PubMed 22006928
Title: Tetramerization dynamics of C-terminal domain underlies isoform-specific cAMP gating in hyperpolarization-activated cyclic nucleotide-gated channels.
Authors: Marco Lolicato, Marco Nardini, Sabrina Gazzarrini, Stefan Möller, Daniela Bertinetti, Friedrich W Herberg, Martino Bolognesi, Holger Martin, Marina Fasolini, Jay A Bertrand, Cristina Arrigoni, Gerhard Thiel, Anna Moroni
Journal, date & volume: J. Biol.
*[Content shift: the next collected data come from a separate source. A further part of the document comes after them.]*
impl NavigationSession {
    pub fn new(
        tracker: PositionTracker,
        store: WaypointStore,
        monitor: ProximityMonitor,
        orchestrator: RouteOrchestrator,
        renderer: Arc<dyn MapRenderer>,
        logger: DynLogger,
    ) -> Self {
        Self {
            id: Uuid::new_v4().to_string(),
            tracker,
            store,
            monitor,
            orchestrator,
            renderer,
            logger,
            subscription: None,
            tracking: TrackingState::Idle,
            click_target: None,
            origin: None,
            follow: false,
            focus_zoom: DEFAULT_FOCUS_ZOOM,
            events: Vec::new(),
        }
    }

    pub fn with_focus_zoom(mut self, zoom: u8) -> Self {
        self.focus_zoom = zoom;
        self
    }

    pub fn id(&self) -> &str {
        &self.id
    }

    pub fn mode(&self) -> SessionMode {
        match (self.click_target, self.tracking) {
            (Some(id), _) => SessionMode::AwaitingMapClick(id),
            (None, TrackingState::Tracking) => SessionMode::Tracking,
            (None, _) => SessionMode::Idle,
        }
    }

    pub fn tracking_state(&self) -> TrackingState {
        self.tracking
    }

    pub fn origin(&self) -> Option<&OriginState> {
        self.origin.as_ref()
    }

    pub fn click_target(&self) -> Option<WaypointId> {
        self.click_target
    }

    pub fn is_following(&self) -> bool {
        self.follow
    }

    pub fn waypoints(&self) -> Vec<Waypoint> {
        self.store.list()
    }

    pub fn waypoint(&self, id: WaypointId) -> Option<&Waypoint> {
        self.store.get(id)
    }

    pub fn route_in_flight(&self) -> bool {
        self.orchestrator.is_in_flight()
    }

    pub fn events(&self) -> &[NavigationEvent] {
        &self.events
    }

    /// Hands the recorded events to the caller and clears the outbox.
    pub fn take_events(&mut self) -> Vec<NavigationEvent> {
        std::mem::take(&mut self.events)
    }

    // ---- lifecycle ----

    pub fn start(&mut self) -> Result<(), PositionError> {
        if self.subscription.is_some() {
            return Ok(());
        }
        match self.tracker.start() {
            Ok(subscription) => {
                self.subscription = Some(subscription);
                self.tracking = TrackingState::Tracking;
                self.origin.get_or_insert_with(OriginState::default);
                self.logger.info(&format!("Session {}: tracking started", self.id));
                self.record(NavigationEvent::TrackingStarted {
                    session_id: self.id.clone(),
                    timestamp: Utc::now(),
                });
                Ok(())
            }
            Err(e) => {
                self.on_position_error(e.clone());
                Err(e)
            }
        }
    }

    /// Cancels the position watch and drops the origin. Waypoints and the drawn route stay.
    pub fn stop(&mut self) {
        let was_tracking = self.release_subscription();
        self.tracking = TrackingState::Idle;
        if let Some(origin) = self.origin.take() {
            if let Some(marker) = origin.marker {
                self.renderer.remove_marker(marker);
            }
        }
        if was_tracking {
            self.logger.info(&format!("Session {}: tracking stopped", self.id));
            self.record(NavigationEvent::TrackingStopped {
                session_id: self.id.clone(),
                timestamp: Utc::now(),
            });
        }
    }

    /// Stops tracking and releases every marker and layer the session put on the map.
    pub fn teardown(&mut self) {
        self.stop();
        self.click_target = None;
        self.store.clear(self.renderer.as_ref());
        self.orchestrator.clear(self.renderer.as_ref());
    }

    /// Waits for the next position report. Pends forever while not tracking.
    pub async fn next_position(&mut self) -> Option<PositionReport> {
        match self.subscription.as_mut() {
            Some(subscription) => match subscription.next().await {
                Some(report) => Some(report),
                None => Some(Err(PositionError::new(
                    PositionErrorKind::Unavailable,
                    "position source closed",
                ))),
            },
            None => std::future::pending().await,
        }
    }

    pub fn handle_position_report(&mut self, report: PositionReport) -> Option<RouteCall> {
        match report {
            Ok(update) => self.on_position_update(update),
            Err(e) => {
                self.on_position_error(e);
                None
            }
        }
    }

    // ---- position ----

    pub fn on_position_update(&mut self, update: PositionUpdate) -> Option<RouteCall> {
        let coord = update.coord;
        let renderer = self.renderer.clone();
        let focus_zoom = self.focus_zoom;
        let origin = self.origin.get_or_insert_with(OriginState::default);

        match origin.marker {
            Some(marker) => {
                let popup = format!(
                    "You are here (updated: {})",
                    update.captured_at.with_timezone(&Local).format("%H:%M:%S")
                );
                renderer.move_marker(marker, coord, Some(&popup));
            }
            None => {
                origin.marker = Some(renderer.place_marker(coord, Some("You are here")));
                renderer.center_view(coord, focus_zoom);
            }
        }
        origin.coord = Some(coord);
        origin.last_updated_at = Some(update.captured_at);

        if self.follow {
            renderer.center_view(coord, focus_zoom);
        }

        self.check_arrival(coord)
    }

    /// Feeds a synthetic position through the same path as real reports.
    pub fn simulate_position(&mut self, coord: GeoPoint) -> Option<RouteCall> {
        self.on_position_update(PositionUpdate {
            coord,
            captured_at: Utc::now(),
        })
    }

    pub fn on_position_error(&mut self, error: PositionError) {
        let terminal = error.kind.is_terminal();
        if terminal {
            self.logger.error(&format!("Session {}: tracking lost: {}", self.id, error));
            self.release_subscription();
            self.tracking = TrackingState::Degraded;
        } else {
            self.logger.warn(&format!("Session {}: {}", self.id, error));
        }
        self.record(NavigationEvent::PositionFailed {
            session_id: self.id.clone(),
            kind: error.kind,
            message: error.message,
            terminal,
            timestamp: Utc::now(),
        });
    }

    pub fn toggle_follow(&mut self) -> bool {
        self.follow = !self.follow;
        if self.follow {
            if let Some(coord) = self.origin.as_ref().and_then(|o| o.coord) {
                self.renderer.center_view(coord, self.focus_zoom);
            }
        }
        self.follow
    }

    fn check_arrival(&mut self, origin: GeoPoint) -> Option<RouteCall> {
        let arrival = self.monitor.check(&origin, &self.store.placed())?;
        let waypoint = self.store.retire(arrival.id, self.renderer.as_ref())?;
        if self.click_target == Some(waypoint.id) {
            self.click_target = None;
        }
        let label = waypoint.label();
        self.logger.info(&format!(
            "Session {}: arrived at {} ({:.1} m)",
            self.id, label, arrival.distance_m
        ));
        self.record(NavigationEvent::Arrived {
            session_id: self.id.clone(),
            waypoint_id: waypoint.id,
            label,
            distance_m: arrival.distance_m,
            timestamp: Utc::now(),
        });
        self.recompute_route()
    }

    // ---- waypoints ----

    pub fn add_waypoint(&mut self) -> WaypointId {
        let id = self.store.add();
        self.record(NavigationEvent::WaypointAdded {
            session_id: self.id.clone(),
            waypoint_id: id,
            timestamp: Utc::now(),
        });
        id
    }

    pub fn set_waypoint_query(
        &mut self,
        id: WaypointId,
        text: &str,
    ) -> Result<(), LocalValidationError> {
        self.store.set_query(id, text)
    }

    /// Stores a geocoder answer for a waypoint. Answers for removed waypoints, or
    /// for a query the user has since changed, are dropped.
    pub fn apply_suggestions(
        &mut self,
        id: WaypointId,
        query: &str,
        result: Result<Vec<GeocodeCandidate>, GeocodeError>,
    ) {
        let Some(waypoint) = self.store.get(id) else {
            self.logger.info(&format!(
                "Session {}: suggestions for removed waypoint {} dropped",
                self.id, id
            ));
            return;
        };
        if waypoint.query != query {
            self.logger.info(&format!(
                "Session {}: stale suggestions for \"{}\" dropped",
                self.id, query
            ));
            return;
        }
        let result = result.and_then(|candidates| {
            if candidates.is_empty() {
                Err(GeocodeError::NoResults { query: query.to_string() })
            } else {
                Ok(candidates)
            }
        });
        let (candidates, failure) = match result {
            Ok(candidates) => (candidates, None),
            Err(e) => (Vec::new(), Some(e)),
        };
        if let Err(e) = self.store.set_suggestions(id, candidates) {
            self.logger.warn(&format!("Session {}: suggestions not stored: {}", self.id, e));
            return;
        }
        if let Some(e) = failure {
            self.logger.warn(&format!("Session {}: address lookup failed: {}", self.id, e));
            self.record(NavigationEvent::SuggestionsFailed {
                session_id: self.id.clone(),
                waypoint_id: id,
                reason: e.to_string(),
                timestamp: Utc::now(),
            });
        }
    }

    /// Recenters on the chosen candidate and waits for a map click to place the marker.
    pub fn on_address_selected(
        &mut self,
        id: WaypointId,
        candidate: GeocodeCandidate,
    ) -> Result<(), LocalValidationError> {
        let coord = candidate.coord;
        self.store.select_candidate(id, candidate)?;
        self.renderer.center_view(coord, self.focus_zoom);
        self.click_target = Some(id);
        Ok(())
    }

    /// Places the awaited waypoint. Returns whether the click was consumed.
    pub fn on_map_click(&mut self, coord: GeoPoint) -> bool {
        let Some(id) = self.click_target.take() else {
            return false;
        };
        match self.store.set_coordinate(id, coord, self.renderer.as_ref()) {
            Ok(_) => {
                self.record(NavigationEvent::WaypointPlaced {
                    session_id: self.id.clone(),
                    waypoint_id: id,
                    coord,
                    timestamp: Utc::now(),
                });
                true
            }
            Err(e) => {
                self.logger.info(&format!("Session {}: map click ignored: {}", self.id, e));
                false
            }
        }
    }

    pub fn on_user_removes_waypoint(&mut self, id: WaypointId) -> Option<RouteCall> {
        self.store.remove(id, self.renderer.as_ref())?;
        if self.click_target == Some(id) {
            self.click_target = None;
        }
        self.record(NavigationEvent::WaypointRemoved {
            session_id: self.id.clone(),
            waypoint_id: id,
            timestamp: Utc::now(),
        });
        self.recompute_route()
    }

    // ---- routing ----

    /// Explicit route request from the user.
    pub fn on_route_requested(&mut self) -> Result<RouteCall, LocalValidationError> {
        let result = self.build_request().and_then(|request| self.orchestrator.prepare(request));
        match &result {
            Ok(call) => self.logger.info(&format!(
                "Session {}: route requested through {} waypoint(s)",
                self.id,
                call.request().waypoints.len()
            )),
            Err(e) => {
                self.logger.warn(&format!("Session {}: route request refused: {}", self.id, e));
                self.record(NavigationEvent::ValidationRejected {
                    session_id: self.id.clone(),
                    reason: e.to_string(),
                    timestamp: Utc::now(),
                });
            }
        }
        result
    }

    pub fn on_route_completed(&mut self, completion: RouteCompletion) -> RouteOutcome {
        let outcome = self.orchestrator.complete(completion, self.renderer.as_ref());
        match &outcome {
            RouteOutcome::Drawn(layer) => {
                self.record(NavigationEvent::RouteDrawn {
                    session_id: self.id.clone(),
                    layer: *layer,
                    timestamp: Utc::now(),
                });
            }
            RouteOutcome::Discarded => {
                self.logger.info(&format!("Session {}: stale route response discarded", self.id));
                self.record(NavigationEvent::RouteDiscarded {
                    session_id: self.id.clone(),
                    timestamp: Utc::now(),
                });
            }
            RouteOutcome::Failed(e) => {
                self.logger.error(&format!("Session {}: route failed: {}", self.id, e));
                self.record(NavigationEvent::RouteFailed {
                    session_id: self.id.clone(),
                    reason: e.to_string(),
                    timestamp: Utc::now(),
                });
            }
        }
        outcome
    }

    /// Re-routes through the remaining placed waypoints, or clears the route when none remain.
    fn recompute_route(&mut self) -> Option<RouteCall> {
        if !self.store.has_placed() {
            if self.orchestrator.clear(self.renderer.as_ref()) {
                self.record(NavigationEvent::RouteCleared {
                    session_id: self.id.clone(),
                    timestamp: Utc::now(),
                });
            }
            return None;
        }
        match self.build_request().and_then(|request| self.orchestrator.prepare(request)) {
            Ok(call) => Some(call),
            Err(e) => {
                self.logger.info(&format!("Session {}: route not recomputed: {}", self.id, e));
                None
            }
        }
    }

    fn build_request(&self) -> Result<RouteRequest, LocalValidationError> {
        let origin = self
            .origin
            .as_ref()
            .and_then(|o| o.coord)
            .ok_or(LocalValidationError::MissingOrigin)?;
        let waypoints: Vec<GeoPoint> = self.store.placed().iter().filter_map(|w| w.coord).collect();
        if waypoints.is_empty() {
            return Err(LocalValidationError::NoPlacedWaypoints);
        }
        Ok(RouteRequest { origin, waypoints })
    }

    fn release_subscription(&mut self) -> bool {
        match self.subscription.take() {
            Some(subscription) => {
                self.tracker.stop(subscription);
                true
            }
            None => false,
        }
    }

    fn record(&mut self, event: NavigationEvent) {
        self.events.push(event);
    }
}
mod common;

use async_trait::async_trait;
use common::*;
use std::sync::Arc;
use std::time::Duration;
use stepmap_nav::application::navigation_service::{
    build_session, NavigationCommand, NavigationHandle, NavigationService,
};
use stepmap_nav::common::{GeocodeError, PositionErrorKind};
use stepmap_nav::config::Config;
use stepmap_nav::domains::navigation::*;
use tokio::sync::mpsc::UnboundedReceiver;

struct FixedGeocoder {
    answer: Result<Vec<GeocodeCandidate>, GeocodeError>,
}

#[async_trait]
impl Geocoder for FixedGeocoder {
    async fn search(&self, _text: &str) -> Result<Vec<GeocodeCandidate>, GeocodeError> {
        self.answer.clone()
    }
}

/// Collects notifications until one matches `done`.
async fn wait_for<F>(events: &mut UnboundedReceiver<NavigationEvent>, done: F) -> Vec<NavigationEvent>
where
    F: Fn(&NavigationEvent) -> bool,
{
    let mut seen = Vec::new();
    loop {
        let event = tokio::time::timeout(Duration::from_secs(2), events.recv())
            .await
            .expect("timed out waiting for notification")
            .expect("notification channel closed");
        let matched = done(&event);
        seen.push(event);
        if matched {
            return seen;
        }
    }
}

fn service_with(
    answer: Result<Vec<GeocodeCandidate>, GeocodeError>,
) -> (
    NavigationService,
    NavigationHandle,
    UnboundedReceiver<NavigationEvent>,
    Fixture,
) {
    let f = fixture();
    let session = build_session(
        &Config::default(),
        f.source.clone(),
        f.renderer.clone(),
        f.backend.clone(),
        f.logger.clone(),
    );
    let geocoder = Arc::new(FixedGeocoder { answer });
    let (service, handle, events) = NavigationService::new(session, geocoder, f.logger.clone());
    (service, handle, events, f)
}

#[tokio::test]
async fn test_full_trip_through_the_service() {
    let (service, handle, mut events, f) = service_with(Ok(vec![candidate(FAR, "Shopping")]));
    let running = tokio::spawn(service.run());

    handle.send(NavigationCommand::StartTracking).await.unwrap();
    wait_for(&mut events, |e| matches!(e, NavigationEvent::TrackingStarted { .. })).await;
    handle.send(NavigationCommand::SimulatePosition(ORIGIN)).await.unwrap();

    let id = handle.add_waypoint().await.unwrap();
    handle
        .send(NavigationCommand::SearchAddress { id, text: "shopping".to_string() })
        .await
        .unwrap();
    handle
        .send(NavigationCommand::SelectAddress { id, candidate: candidate(FAR, "Shopping") })
        .await
        .unwrap();
    handle.send(NavigationCommand::MapClicked(FAR)).await.unwrap();
    wait_for(&mut events, |e| matches!(e, NavigationEvent::WaypointPlaced { .. })).await;

    handle.send(NavigationCommand::RequestRoute).await.unwrap();
    wait_for(&mut events, |e| matches!(e, NavigationEvent::RouteDrawn { .. })).await;
    assert_eq!(line_of(&f.renderer.active_route().unwrap()), vec![ORIGIN, FAR]);

    handle.send(NavigationCommand::SimulatePosition(FAR)).await.unwrap();
    let seen = wait_for(&mut events, |e| matches!(e, NavigationEvent::RouteCleared { .. })).await;
    assert!(seen
        .iter()
        .any(|e| matches!(e, NavigationEvent::Arrived { waypoint_id, label, .. } if *waypoint_id == id && label == "Shopping")));

    handle.send(NavigationCommand::Shutdown).await.unwrap();
    let session = running.await.unwrap();
    assert!(session.waypoints().is_empty());
    assert_eq!(f.renderer.marker_count(), 0);
    assert_eq!(f.source.active_watches(), 0);
    assert_eq!(f.backend.calls(), 1);
}

#[tokio::test]
async fn test_click_after_removal_places_nothing() {
    let (service, handle, mut events, f) = service_with(Ok(Vec::new()));
    let running = tokio::spawn(service.run());

    handle.send(NavigationCommand::SimulatePosition(ORIGIN)).await.unwrap();
    let id = handle.add_waypoint().await.unwrap();
    handle
        .send(NavigationCommand::SelectAddress { id, candidate: candidate(FAR, "Shopping") })
        .await
        .unwrap();
    handle.send(NavigationCommand::RemoveWaypoint(id)).await.unwrap();
    handle.send(NavigationCommand::MapClicked(FAR)).await.unwrap();
    handle.send(NavigationCommand::RequestRoute).await.unwrap();

    let seen = wait_for(&mut events, |e| matches!(e, NavigationEvent::ValidationRejected { .. })).await;
    assert!(!seen.iter().any(|e| matches!(e, NavigationEvent::WaypointPlaced { .. })));
    assert_eq!(f.backend.calls(), 0);
    // only the origin marker is on the map
    assert_eq!(f.renderer.marker_count(), 1);

    handle.send(NavigationCommand::Shutdown).await.unwrap();
    running.await.unwrap();
}

#[tokio::test]
async fn test_empty_search_reports_no_results() {
    let (service, handle, mut events, _f) = service_with(Ok(Vec::new()));
    let running = tokio::spawn(service.run());

    let id = handle.add_waypoint().await.unwrap();
    handle
        .send(NavigationCommand::SearchAddress { id, text: "xyzzy".to_string() })
        .await
        .unwrap();

    let seen = wait_for(&mut events, |e| matches!(e, NavigationEvent::SuggestionsFailed { .. })).await;
    match seen.last() {
        Some(NavigationEvent::SuggestionsFailed { waypoint_id, reason, .. }) => {
            assert_eq!(*waypoint_id, id);
            assert!(reason.contains("xyzzy"));
        }
        other => panic!("Expected SuggestionsFailed, got {:?}", other),
    }

    drop(handle);
    running.await.unwrap();
}

#[tokio::test]
async fn test_geocoder_outage_is_reported() {
    let (service, handle, mut events, _f) =
        service_with(Err(GeocodeError::NetworkFailure("connection refused".to_string())));
    let running = tokio::spawn(service.run());

    let id = handle.add_waypoint().await.unwrap();
    handle
        .send(NavigationCommand::SearchAddress { id, text: "centro".to_string() })
        .await
        .unwrap();
    let seen = wait_for(&mut events, |e| matches!(e, NavigationEvent::SuggestionsFailed { .. })).await;
    assert!(seen.last().unwrap().is_user_visible());

    handle.send(NavigationCommand::Shutdown).await.unwrap();
    running.await.unwrap();
}

#[tokio::test]
async fn test_source_fixes_and_terminal_error() {
    let (service, handle, mut events, f) = service_with(Ok(Vec::new()));
    let running = tokio::spawn(service.run());

    handle.send(NavigationCommand::StartTracking).await.unwrap();
    wait_for(&mut events, |e| matches!(e, NavigationEvent::TrackingStarted { .. })).await;
    assert_eq!(f.source.active_watches(), 1);

    f.source.push_error(PositionErrorKind::Timeout, "slow fix");
    let seen = wait_for(&mut events, |e| matches!(e, NavigationEvent::PositionFailed { .. })).await;
    assert!(matches!(seen.last(), Some(NavigationEvent::PositionFailed { terminal: false, .. })));

    f.source.push_error(PositionErrorKind::PermissionDenied, "revoked");
    let seen = wait_for(&mut events, |e| matches!(e, NavigationEvent::PositionFailed { .. })).await;
    assert!(matches!(seen.last(), Some(NavigationEvent::PositionFailed { terminal: true, .. })));
    assert_eq!(f.source.active_watches(), 0);

    handle.send(NavigationCommand::Shutdown).await.unwrap();
    let session = running.await.unwrap();
    assert_eq!(session.tracking_state(), TrackingState::Idle);
}

#[tokio::test]
async fn test_rejected_route_request_is_reported() {
    let (service, handle, mut events, f) = service_with(Ok(Vec::new()));
    let running = tokio::spawn(service.run());

    handle.send(NavigationCommand::SimulatePosition(ORIGIN)).await.unwrap();
    handle.send(NavigationCommand::RequestRoute).await.unwrap();
    wait_for(&mut events, |e| matches!(e, NavigationEvent::ValidationRejected { .. })).await;
    assert_eq!(f.backend.calls(), 0);

    handle.send(NavigationCommand::Shutdown).await.unwrap();
    running.await.unwrap();
}

#[tokio::test]
async fn test_dropping_every_handle_ends_the_loop() {
    let (service, handle, _events, f) = service_with(Ok(Vec::new()));
    let running = tokio::spawn(service.run());

    handle.send(NavigationCommand::StartTracking).await.unwrap();
    drop(handle);

    tokio::time::timeout(Duration::from_secs(2), running)
        .await
        .expect("loop did not stop")
        .unwrap();
    assert_eq!(f.source.active_watches(), 0);
}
Chem., 2011 Dec 30 , 286, 44811-20
PubMed link: http://www.ncbi.nlm.nih.gov/pubmed/22006928
Abstract
Hyperpolarization-activated cyclic nucleotide-gated (HCN) channels are dually activated by hyperpolarization and binding of cAMP to their cyclic nucleotide binding domain (CNBD). HCN isoforms respond differently to cAMP; binding of cAMP shifts activation of HCN2 and HCN4 by 17 mV but shifts that of HCN1 by only 2-4 mV. To explain the peculiarity of HCN1, we solved the crystal structures and performed a biochemical-biophysical characterization of the C-terminal domain (C-linker plus CNBD) of the three isoforms. Our main finding is that tetramerization of the C-terminal domain of HCN1 occurs at basal cAMP concentrations, whereas those of HCN2 and HCN4 require cAMP saturating levels. Therefore, HCN1 responds less markedly than HCN2 and HCN4 to cAMP increase because its CNBD is already partly tetrameric. This is confirmed by voltage clamp experiments showing that the right-shifted position of V(½) in HCN1 is correlated with its propensity to tetramerize in vitro. These data underscore that ligand-induced CNBD tetramerization removes tonic inhibition from the pore of HCN channels.